Small Batch Bourbon
63 products
63 products
Small batch bourbon is blended from a select number of carefully chosen barrels — typically a few dozen — to balance individual barrel character with more consistency than single barrel releases. Wooden Cork ships premium small batch bourbon nationwide: Michter’s, 1792, Elijah Craig, Frank August, Knob Creek, Booker’s, Maker’s Mark, Four Roses Small Batch and Small Batch Select, Basil Hayden, and Russell’s Reserve 10 Year.
Small batch sits in the sweet spot of American whiskey: more character than mass-blended bourbon, more consistency than single barrel. Most small batch programs blend 10–50 carefully selected barrels — enough to even out individual barrel variation while preserving the elevated character that comes from hand-picking quality casks. Browse all bourbon and single barrel bourbon at Wooden Cork.
Unlike “single barrel,” “bottled-in-bond,” or “straight bourbon,” the term “small batch” has no legal definition in US bourbon regulation. The Alcohol and Tobacco Tax and Trade Bureau does not set a maximum number of barrels that qualifies as small batch — any producer can put the term on any bourbon regardless of how many barrels were blended. In practice, small batch programs vary enormously: Michter’s Small Batch blends a relatively small number of barrels for a consistent house character; Booker’s is released in numbered batches of a few hundred barrels at barrel proof; Four Roses Small Batch combines four of the ten Four Roses recipes from multiple casks. The term functions as a marketing signal of premium tier positioning rather than a legal guarantee of production scale. The meaningful quality signal in small batch bourbon is the specific producer’s commitment to the program — whether they are genuinely selecting barrels for quality or simply applying the label. Elijah Craig’s small batch program and Four Roses’ both have documented track records of quality; the term alone, without producer context, tells you little.

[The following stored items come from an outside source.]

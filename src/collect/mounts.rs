//! Mount table parser for Linux systems.
//!
//! Parses lines in `/proc/mounts` (`fstab(5)`) format: device, mount point,
//! filesystem type, options, then the dump and pass fields which are ignored.

use std::path::Path;

use crate::fsutil::FileReadError;
use crate::source::FactSource;

pub const MOUNTS_PATH: &str = "/proc/mounts";

/// A parsed mount table line.
#[derive(Debug, Clone, PartialEq, Eq, serde::Serialize)]
#[serde(rename_all = "camelCase")]
pub struct MountEntry {
    /// Mounted device or pseudo source (e.g. `/dev/sda1`, `proc`).
    pub device: String,
    /// Where the filesystem is mounted.
    pub mount_point: String,
    /// Filesystem type (e.g. `ext4`, `overlay`).
    pub fs_type: String,
    /// Comma-separated mount options.
    pub options: String,
}

/// Named fields in a mount table line.
#[derive(Debug)]
pub enum MountField {
    Device,
    MountPoint,
    FsType,
    Options,
}

impl std::fmt::Display for MountField {
    fn fmt(&self, f: &mut std::fmt::Formatter<'_>) -> std::fmt::Result {
        let name = match self {
            MountField::Device => "device",
            MountField::MountPoint => "mount_point",
            MountField::FsType => "fs_type",
            MountField::Options => "options",
        };
        write!(f, "{name}")
    }
}

/// Errors that may occur when parsing a mount table line.
#[derive(Debug, thiserror::Error)]
pub enum ParseError {
    #[error("missing `{field}` in line: `{line}`")]
    MissingField { field: MountField, line: String },
}

/// Reads and parses [`MOUNTS_PATH`].
///
/// # Errors
///
/// Returns a [`FileReadError`] if the mount table cannot be read.
pub fn collect(source: &dyn FactSource) -> Result<Vec<MountEntry>, FileReadError> {
    let text = source.read_file(Path::new(MOUNTS_PATH))?;
    Ok(parse(&text))
}

/// Parses every well-formed line, in source order.
///
/// Lines with fewer than four fields (including blank lines) are skipped.
pub fn parse(text: &str) -> Vec<MountEntry> {
    text.lines()
        .filter(|line| !line.trim().is_empty())
        .filter_map(|line| match parse_mount_line(line) {
            Ok(entry) => Some(entry),
            Err(err) => {
                log::debug!("skipping mount line: {err}");
                None
            }
        })
        .collect()
}

/// Parses a single mount table line.
///
/// # Errors
///
/// Returns [`ParseError::MissingField`] naming the first absent field.
pub fn parse_mount_line(line: &str) -> Result<MountEntry, ParseError> {
    let mut fields = line.split_whitespace();
    let mut next = |field: MountField| {
        fields
            .next()
            .map(str::to_owned)
            .ok_or_else(|| ParseError::MissingField {
                field,
                line: line.to_owned(),
            })
    };

    Ok(MountEntry {
        device: next(MountField::Device)?,
        mount_point: next(MountField::MountPoint)?,
        fs_type: next(MountField::FsType)?,
        options: next(MountField::Options)?,
    })
}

Booker’s is the outlier among major small batch programs because it is released uncut and unfiltered — bottled at barrel proof, without water addition to hit a target ABV and without chill filtration to remove fatty acids and proteins. Most small batch bourbons are proofed down to a consistent bottling strength (Knob Creek at 100 proof, Michter’s at 91.4 proof, Maker’s Mark at 90 proof) and chill filtered for clarity and consistency. Booker’s releases vary in proof from batch to batch — typically 121–130 proof depending on the specific barrels selected — because the proof reflects the actual alcohol concentration the barrels reached naturally. Each batch is named in honor of a person Booker Noe (the master distiller who created the product in 1988) personally knew, and each carries a specific batch number and date. The result is a bourbon that varies noticeably between batches in ways that proofed-and-filtered small batch releases do not — and that requires water addition or ice for most drinkers to fully appreciate at barrel proof.